Task objective: Starting with the first line and ending with the one that holds "pub fn angle_offset(&self)", retype the entries exactly.
━━━━━ Data for this task
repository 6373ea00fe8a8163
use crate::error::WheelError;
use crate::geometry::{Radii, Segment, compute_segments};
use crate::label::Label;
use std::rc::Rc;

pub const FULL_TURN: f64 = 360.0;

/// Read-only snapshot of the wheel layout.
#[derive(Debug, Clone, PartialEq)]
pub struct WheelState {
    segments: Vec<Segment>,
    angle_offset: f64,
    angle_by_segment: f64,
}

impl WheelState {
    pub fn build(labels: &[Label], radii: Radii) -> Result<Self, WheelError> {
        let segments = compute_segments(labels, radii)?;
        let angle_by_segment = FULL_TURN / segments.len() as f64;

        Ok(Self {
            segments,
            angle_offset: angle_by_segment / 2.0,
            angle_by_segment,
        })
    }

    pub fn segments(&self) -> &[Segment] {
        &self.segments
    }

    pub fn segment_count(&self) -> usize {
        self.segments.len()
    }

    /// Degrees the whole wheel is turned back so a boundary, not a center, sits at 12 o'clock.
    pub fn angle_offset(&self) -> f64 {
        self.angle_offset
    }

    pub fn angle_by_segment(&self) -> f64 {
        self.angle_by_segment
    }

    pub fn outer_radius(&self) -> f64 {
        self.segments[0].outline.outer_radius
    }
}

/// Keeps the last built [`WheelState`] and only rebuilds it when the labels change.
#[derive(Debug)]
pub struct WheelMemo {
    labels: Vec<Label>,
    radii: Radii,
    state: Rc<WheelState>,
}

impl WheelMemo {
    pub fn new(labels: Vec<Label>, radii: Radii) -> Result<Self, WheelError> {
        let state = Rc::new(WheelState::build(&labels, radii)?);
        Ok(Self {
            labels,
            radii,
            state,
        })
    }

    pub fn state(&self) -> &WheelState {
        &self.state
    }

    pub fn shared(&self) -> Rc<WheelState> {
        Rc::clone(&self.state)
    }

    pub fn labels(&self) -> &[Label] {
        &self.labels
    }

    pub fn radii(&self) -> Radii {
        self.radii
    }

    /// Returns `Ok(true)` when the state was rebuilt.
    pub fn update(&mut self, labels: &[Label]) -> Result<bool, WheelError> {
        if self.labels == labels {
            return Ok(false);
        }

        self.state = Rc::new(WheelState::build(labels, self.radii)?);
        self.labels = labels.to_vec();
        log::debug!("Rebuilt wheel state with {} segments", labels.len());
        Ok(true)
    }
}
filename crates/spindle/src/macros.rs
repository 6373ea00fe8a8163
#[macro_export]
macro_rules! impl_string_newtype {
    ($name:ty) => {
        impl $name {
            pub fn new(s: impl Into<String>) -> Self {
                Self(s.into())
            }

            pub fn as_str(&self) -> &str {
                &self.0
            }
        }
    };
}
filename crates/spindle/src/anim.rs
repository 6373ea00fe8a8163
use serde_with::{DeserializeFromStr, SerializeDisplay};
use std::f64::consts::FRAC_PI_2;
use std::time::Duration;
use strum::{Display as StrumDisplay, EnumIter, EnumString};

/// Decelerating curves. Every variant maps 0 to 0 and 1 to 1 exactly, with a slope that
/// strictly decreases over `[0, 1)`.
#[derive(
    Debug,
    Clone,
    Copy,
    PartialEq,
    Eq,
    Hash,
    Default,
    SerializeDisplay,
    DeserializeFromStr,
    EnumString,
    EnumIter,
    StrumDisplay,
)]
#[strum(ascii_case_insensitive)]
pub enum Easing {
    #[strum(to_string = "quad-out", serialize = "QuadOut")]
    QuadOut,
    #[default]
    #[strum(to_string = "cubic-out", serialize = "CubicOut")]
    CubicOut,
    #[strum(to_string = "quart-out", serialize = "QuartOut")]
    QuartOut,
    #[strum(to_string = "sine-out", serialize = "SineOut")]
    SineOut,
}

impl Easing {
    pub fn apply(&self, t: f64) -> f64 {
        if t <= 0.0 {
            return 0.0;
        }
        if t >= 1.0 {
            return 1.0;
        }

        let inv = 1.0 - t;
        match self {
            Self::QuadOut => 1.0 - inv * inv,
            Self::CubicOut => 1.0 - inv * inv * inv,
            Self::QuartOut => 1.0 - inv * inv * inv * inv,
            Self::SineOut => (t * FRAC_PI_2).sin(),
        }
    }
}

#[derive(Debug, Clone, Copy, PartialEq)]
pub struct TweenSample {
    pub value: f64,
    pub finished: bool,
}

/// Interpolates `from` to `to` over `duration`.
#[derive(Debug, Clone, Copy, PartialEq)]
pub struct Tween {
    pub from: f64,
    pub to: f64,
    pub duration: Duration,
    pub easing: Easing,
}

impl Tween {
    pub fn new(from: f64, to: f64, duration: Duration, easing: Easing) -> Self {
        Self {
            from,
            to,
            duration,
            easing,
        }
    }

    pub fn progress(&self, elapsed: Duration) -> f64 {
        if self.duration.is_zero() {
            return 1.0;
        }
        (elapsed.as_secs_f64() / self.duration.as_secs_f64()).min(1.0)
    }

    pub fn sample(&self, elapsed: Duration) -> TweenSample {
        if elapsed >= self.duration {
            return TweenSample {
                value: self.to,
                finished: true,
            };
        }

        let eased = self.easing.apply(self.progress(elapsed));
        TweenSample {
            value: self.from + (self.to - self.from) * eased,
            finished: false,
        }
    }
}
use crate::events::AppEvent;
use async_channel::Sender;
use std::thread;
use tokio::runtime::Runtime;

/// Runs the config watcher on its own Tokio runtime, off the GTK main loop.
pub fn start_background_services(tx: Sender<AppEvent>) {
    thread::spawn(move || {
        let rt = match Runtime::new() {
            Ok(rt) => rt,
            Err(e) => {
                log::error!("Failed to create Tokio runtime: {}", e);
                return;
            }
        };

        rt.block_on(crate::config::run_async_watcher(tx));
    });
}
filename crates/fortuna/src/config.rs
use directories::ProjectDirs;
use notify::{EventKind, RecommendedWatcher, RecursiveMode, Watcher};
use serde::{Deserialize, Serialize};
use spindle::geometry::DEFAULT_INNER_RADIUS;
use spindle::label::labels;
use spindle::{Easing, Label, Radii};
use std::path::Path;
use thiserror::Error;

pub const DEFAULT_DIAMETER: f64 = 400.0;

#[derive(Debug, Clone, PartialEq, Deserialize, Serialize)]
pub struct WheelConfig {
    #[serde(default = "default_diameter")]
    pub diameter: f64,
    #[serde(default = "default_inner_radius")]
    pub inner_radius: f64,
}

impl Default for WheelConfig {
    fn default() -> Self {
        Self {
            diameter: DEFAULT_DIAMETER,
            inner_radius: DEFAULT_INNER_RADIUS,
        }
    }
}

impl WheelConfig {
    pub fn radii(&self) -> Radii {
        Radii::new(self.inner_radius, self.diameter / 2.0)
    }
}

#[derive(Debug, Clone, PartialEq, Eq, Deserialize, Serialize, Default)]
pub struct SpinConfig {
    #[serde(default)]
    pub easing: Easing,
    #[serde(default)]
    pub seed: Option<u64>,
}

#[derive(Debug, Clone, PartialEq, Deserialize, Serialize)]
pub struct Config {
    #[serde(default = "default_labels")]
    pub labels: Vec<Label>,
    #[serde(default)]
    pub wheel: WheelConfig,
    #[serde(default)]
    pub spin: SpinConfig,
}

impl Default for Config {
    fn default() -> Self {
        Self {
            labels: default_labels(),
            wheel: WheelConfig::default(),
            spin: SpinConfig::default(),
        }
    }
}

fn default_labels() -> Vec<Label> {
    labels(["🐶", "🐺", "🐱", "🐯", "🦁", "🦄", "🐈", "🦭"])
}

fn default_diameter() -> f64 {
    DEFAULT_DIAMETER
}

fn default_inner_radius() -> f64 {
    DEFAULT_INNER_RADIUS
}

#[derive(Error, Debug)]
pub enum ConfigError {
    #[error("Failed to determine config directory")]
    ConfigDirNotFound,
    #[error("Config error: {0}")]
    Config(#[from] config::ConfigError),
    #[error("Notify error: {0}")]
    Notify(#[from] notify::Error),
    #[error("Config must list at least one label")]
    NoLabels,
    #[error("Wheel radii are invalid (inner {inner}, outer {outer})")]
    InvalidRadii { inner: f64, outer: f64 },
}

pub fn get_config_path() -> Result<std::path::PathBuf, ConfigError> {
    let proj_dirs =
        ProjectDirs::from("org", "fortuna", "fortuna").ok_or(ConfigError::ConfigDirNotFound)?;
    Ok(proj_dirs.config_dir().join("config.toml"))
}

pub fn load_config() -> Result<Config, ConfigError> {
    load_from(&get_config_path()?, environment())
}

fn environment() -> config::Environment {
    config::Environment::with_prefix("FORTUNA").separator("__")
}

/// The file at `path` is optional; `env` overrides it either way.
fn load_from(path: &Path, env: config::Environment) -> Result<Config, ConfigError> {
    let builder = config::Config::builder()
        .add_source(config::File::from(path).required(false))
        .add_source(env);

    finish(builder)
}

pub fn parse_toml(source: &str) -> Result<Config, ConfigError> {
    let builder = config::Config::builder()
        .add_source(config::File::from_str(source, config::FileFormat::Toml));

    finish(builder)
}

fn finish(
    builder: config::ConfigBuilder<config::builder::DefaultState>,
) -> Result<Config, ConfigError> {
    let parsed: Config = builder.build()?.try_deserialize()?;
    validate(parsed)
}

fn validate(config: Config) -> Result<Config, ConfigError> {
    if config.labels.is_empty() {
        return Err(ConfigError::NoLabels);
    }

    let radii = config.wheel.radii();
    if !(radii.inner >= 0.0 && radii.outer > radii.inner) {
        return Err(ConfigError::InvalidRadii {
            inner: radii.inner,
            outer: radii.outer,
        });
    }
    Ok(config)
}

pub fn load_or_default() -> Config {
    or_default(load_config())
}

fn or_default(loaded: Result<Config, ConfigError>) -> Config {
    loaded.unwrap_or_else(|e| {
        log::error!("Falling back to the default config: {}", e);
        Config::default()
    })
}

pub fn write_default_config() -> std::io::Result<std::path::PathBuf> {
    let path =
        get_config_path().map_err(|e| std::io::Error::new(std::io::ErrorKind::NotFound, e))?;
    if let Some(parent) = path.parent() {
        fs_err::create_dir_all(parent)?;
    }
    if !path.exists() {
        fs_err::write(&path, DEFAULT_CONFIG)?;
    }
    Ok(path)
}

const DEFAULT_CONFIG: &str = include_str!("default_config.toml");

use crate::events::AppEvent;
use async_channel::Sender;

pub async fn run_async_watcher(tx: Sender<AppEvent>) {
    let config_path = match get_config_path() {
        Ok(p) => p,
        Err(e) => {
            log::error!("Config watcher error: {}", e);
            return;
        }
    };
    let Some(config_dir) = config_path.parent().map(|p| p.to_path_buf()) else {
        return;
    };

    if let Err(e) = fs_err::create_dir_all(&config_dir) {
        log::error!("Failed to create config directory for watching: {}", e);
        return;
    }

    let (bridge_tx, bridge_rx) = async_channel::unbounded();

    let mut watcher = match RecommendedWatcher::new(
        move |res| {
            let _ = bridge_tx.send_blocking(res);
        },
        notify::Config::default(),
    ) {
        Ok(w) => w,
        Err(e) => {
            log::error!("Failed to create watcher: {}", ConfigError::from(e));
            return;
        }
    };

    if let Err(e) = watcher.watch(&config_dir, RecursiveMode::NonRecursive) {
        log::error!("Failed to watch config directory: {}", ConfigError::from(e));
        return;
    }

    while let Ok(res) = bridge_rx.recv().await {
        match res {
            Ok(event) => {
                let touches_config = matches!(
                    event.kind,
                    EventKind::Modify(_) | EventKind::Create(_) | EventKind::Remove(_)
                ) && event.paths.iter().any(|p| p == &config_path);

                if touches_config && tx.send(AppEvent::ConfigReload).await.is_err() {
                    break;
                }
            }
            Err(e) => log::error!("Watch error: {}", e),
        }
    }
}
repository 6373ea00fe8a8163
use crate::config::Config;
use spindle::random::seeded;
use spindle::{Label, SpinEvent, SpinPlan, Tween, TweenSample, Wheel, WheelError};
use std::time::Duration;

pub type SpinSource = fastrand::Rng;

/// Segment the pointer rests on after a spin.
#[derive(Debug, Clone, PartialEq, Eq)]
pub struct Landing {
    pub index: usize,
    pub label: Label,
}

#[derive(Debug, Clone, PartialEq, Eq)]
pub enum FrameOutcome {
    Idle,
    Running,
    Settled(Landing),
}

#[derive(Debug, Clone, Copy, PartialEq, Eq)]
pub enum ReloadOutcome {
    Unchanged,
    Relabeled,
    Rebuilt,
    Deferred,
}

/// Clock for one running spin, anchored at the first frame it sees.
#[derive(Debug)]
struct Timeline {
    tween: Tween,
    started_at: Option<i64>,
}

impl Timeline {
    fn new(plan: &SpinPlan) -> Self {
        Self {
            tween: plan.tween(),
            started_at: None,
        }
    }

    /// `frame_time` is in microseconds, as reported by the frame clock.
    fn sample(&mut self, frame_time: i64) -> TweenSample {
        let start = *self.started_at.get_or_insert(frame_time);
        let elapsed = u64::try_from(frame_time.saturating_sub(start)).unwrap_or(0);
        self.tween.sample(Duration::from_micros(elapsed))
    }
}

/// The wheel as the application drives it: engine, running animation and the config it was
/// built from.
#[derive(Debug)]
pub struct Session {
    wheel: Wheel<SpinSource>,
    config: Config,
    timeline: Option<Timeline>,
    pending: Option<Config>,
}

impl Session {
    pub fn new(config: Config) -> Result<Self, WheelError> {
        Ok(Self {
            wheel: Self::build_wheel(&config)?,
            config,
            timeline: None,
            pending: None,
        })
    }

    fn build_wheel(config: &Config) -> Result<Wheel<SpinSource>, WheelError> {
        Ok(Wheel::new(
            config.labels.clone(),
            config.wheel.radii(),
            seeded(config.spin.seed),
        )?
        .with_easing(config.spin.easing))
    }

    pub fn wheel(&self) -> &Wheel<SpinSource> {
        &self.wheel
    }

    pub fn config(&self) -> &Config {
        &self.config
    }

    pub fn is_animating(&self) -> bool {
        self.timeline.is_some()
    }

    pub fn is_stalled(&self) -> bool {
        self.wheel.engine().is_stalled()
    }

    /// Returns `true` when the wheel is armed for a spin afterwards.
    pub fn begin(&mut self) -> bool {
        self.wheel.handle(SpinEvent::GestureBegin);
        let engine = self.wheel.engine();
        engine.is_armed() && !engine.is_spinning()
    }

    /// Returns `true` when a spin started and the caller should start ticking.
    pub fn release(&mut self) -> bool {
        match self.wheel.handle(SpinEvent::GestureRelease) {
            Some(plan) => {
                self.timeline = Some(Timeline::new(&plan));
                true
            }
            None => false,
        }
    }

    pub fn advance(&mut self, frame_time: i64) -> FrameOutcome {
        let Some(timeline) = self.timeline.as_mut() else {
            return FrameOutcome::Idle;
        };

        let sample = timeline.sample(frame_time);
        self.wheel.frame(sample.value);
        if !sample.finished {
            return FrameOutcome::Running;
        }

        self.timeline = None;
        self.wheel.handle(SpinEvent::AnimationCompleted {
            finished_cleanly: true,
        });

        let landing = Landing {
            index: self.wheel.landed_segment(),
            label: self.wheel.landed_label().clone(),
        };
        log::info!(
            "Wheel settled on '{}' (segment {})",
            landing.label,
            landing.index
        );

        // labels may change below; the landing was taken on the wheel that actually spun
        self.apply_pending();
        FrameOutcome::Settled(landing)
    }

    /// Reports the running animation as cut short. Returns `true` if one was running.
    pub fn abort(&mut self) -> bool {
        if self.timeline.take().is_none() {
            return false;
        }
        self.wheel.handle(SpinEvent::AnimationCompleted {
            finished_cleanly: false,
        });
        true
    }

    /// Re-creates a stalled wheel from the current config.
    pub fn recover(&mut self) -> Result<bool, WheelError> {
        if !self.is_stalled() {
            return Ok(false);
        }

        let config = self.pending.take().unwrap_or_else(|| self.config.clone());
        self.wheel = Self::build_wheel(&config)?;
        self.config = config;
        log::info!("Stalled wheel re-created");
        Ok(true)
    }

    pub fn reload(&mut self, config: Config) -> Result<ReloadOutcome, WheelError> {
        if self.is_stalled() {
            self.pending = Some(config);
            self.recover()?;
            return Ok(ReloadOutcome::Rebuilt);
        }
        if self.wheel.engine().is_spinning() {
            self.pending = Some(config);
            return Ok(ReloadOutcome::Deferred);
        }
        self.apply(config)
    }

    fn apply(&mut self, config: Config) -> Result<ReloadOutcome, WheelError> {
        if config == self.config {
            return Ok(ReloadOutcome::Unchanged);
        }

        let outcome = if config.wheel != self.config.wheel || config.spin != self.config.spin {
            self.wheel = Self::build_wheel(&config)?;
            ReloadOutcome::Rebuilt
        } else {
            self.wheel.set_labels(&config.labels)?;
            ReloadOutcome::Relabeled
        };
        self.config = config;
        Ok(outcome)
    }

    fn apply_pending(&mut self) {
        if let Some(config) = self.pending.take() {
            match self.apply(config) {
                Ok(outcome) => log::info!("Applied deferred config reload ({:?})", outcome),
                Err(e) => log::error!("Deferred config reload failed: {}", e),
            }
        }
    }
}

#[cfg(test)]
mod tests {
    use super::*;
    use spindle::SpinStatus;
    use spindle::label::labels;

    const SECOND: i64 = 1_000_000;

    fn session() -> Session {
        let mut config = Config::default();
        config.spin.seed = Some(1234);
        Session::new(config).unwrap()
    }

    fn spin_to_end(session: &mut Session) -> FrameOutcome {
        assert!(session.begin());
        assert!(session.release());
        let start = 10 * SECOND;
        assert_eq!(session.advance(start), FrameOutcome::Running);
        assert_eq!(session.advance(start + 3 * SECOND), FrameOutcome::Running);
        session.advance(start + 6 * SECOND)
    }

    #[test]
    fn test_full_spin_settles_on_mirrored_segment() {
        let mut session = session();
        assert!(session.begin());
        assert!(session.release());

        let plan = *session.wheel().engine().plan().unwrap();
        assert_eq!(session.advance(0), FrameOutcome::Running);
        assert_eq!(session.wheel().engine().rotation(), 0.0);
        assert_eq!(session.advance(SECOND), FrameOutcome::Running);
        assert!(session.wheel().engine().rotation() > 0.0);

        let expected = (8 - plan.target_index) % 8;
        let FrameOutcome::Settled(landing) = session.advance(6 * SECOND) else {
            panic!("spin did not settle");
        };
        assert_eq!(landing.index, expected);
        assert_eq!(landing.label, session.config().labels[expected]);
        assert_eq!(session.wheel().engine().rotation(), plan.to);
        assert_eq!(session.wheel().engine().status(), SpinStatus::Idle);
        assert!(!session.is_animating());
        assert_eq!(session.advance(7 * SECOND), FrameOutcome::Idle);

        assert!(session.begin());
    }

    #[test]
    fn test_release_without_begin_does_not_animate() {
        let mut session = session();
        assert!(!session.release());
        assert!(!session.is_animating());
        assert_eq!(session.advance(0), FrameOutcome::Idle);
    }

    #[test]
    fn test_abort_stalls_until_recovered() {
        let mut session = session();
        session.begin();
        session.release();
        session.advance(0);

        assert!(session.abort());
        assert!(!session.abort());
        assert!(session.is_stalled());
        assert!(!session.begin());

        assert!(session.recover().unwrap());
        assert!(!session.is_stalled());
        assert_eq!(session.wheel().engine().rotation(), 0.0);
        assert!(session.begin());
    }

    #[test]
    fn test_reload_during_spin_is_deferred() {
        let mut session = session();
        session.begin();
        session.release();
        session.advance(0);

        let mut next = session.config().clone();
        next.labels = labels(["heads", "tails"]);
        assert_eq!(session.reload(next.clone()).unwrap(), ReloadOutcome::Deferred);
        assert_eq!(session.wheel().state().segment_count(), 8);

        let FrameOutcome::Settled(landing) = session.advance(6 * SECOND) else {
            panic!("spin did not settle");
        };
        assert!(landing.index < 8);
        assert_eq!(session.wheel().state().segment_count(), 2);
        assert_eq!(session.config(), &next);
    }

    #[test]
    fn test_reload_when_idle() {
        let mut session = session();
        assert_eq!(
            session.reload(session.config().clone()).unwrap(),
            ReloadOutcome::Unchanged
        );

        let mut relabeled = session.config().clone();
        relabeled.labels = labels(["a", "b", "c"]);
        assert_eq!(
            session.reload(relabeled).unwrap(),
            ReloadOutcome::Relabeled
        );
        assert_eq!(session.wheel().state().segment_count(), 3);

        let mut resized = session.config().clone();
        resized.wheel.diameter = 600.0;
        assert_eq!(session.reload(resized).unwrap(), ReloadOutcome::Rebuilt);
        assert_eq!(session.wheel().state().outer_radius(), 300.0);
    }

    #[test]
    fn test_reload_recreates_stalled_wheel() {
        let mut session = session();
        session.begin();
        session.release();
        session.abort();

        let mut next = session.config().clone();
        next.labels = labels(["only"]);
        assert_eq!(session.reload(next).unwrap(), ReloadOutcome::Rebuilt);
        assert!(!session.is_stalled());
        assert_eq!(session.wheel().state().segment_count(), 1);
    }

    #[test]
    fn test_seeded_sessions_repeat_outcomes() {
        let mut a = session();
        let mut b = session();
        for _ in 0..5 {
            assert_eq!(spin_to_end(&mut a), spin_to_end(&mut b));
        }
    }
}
━━━━━━━━━━
Your response:
repository 6373ea00fe8a8163
use crate::error::WheelError;
use crate::geometry::{Radii, Segment, compute_segments};
use crate::label::Label;
use std::rc::Rc;

pub const FULL_TURN: f64 = 360.0;

/// Read-only snapshot of the wheel layout.
#[derive(Debug, Clone, PartialEq)]
pub struct WheelState {
    segments: Vec<Segment>,
    angle_offset: f64,
    angle_by_segment: f64,
}

impl WheelState {
    pub fn build(labels: &[Label], radii: Radii) -> Result<Self, WheelError> {
        let segments = compute_segments(labels, radii)?;
        let angle_by_segment = FULL_TURN / segments.len() as f64;

        Ok(Self {
            segments,
            angle_offset: angle_by_segment / 2.0,
            angle_by_segment,
        })
    }

    pub fn segments(&self) -> &[Segment] {
        &self.segments
    }

    pub fn segment_count(&self) -> usize {
        self.segments.len()
    }

    /// Degrees the whole wheel is turned back so a boundary, not a center, sits at 12 o'clock.
    pub fn angle_offset(&self) -> f64 {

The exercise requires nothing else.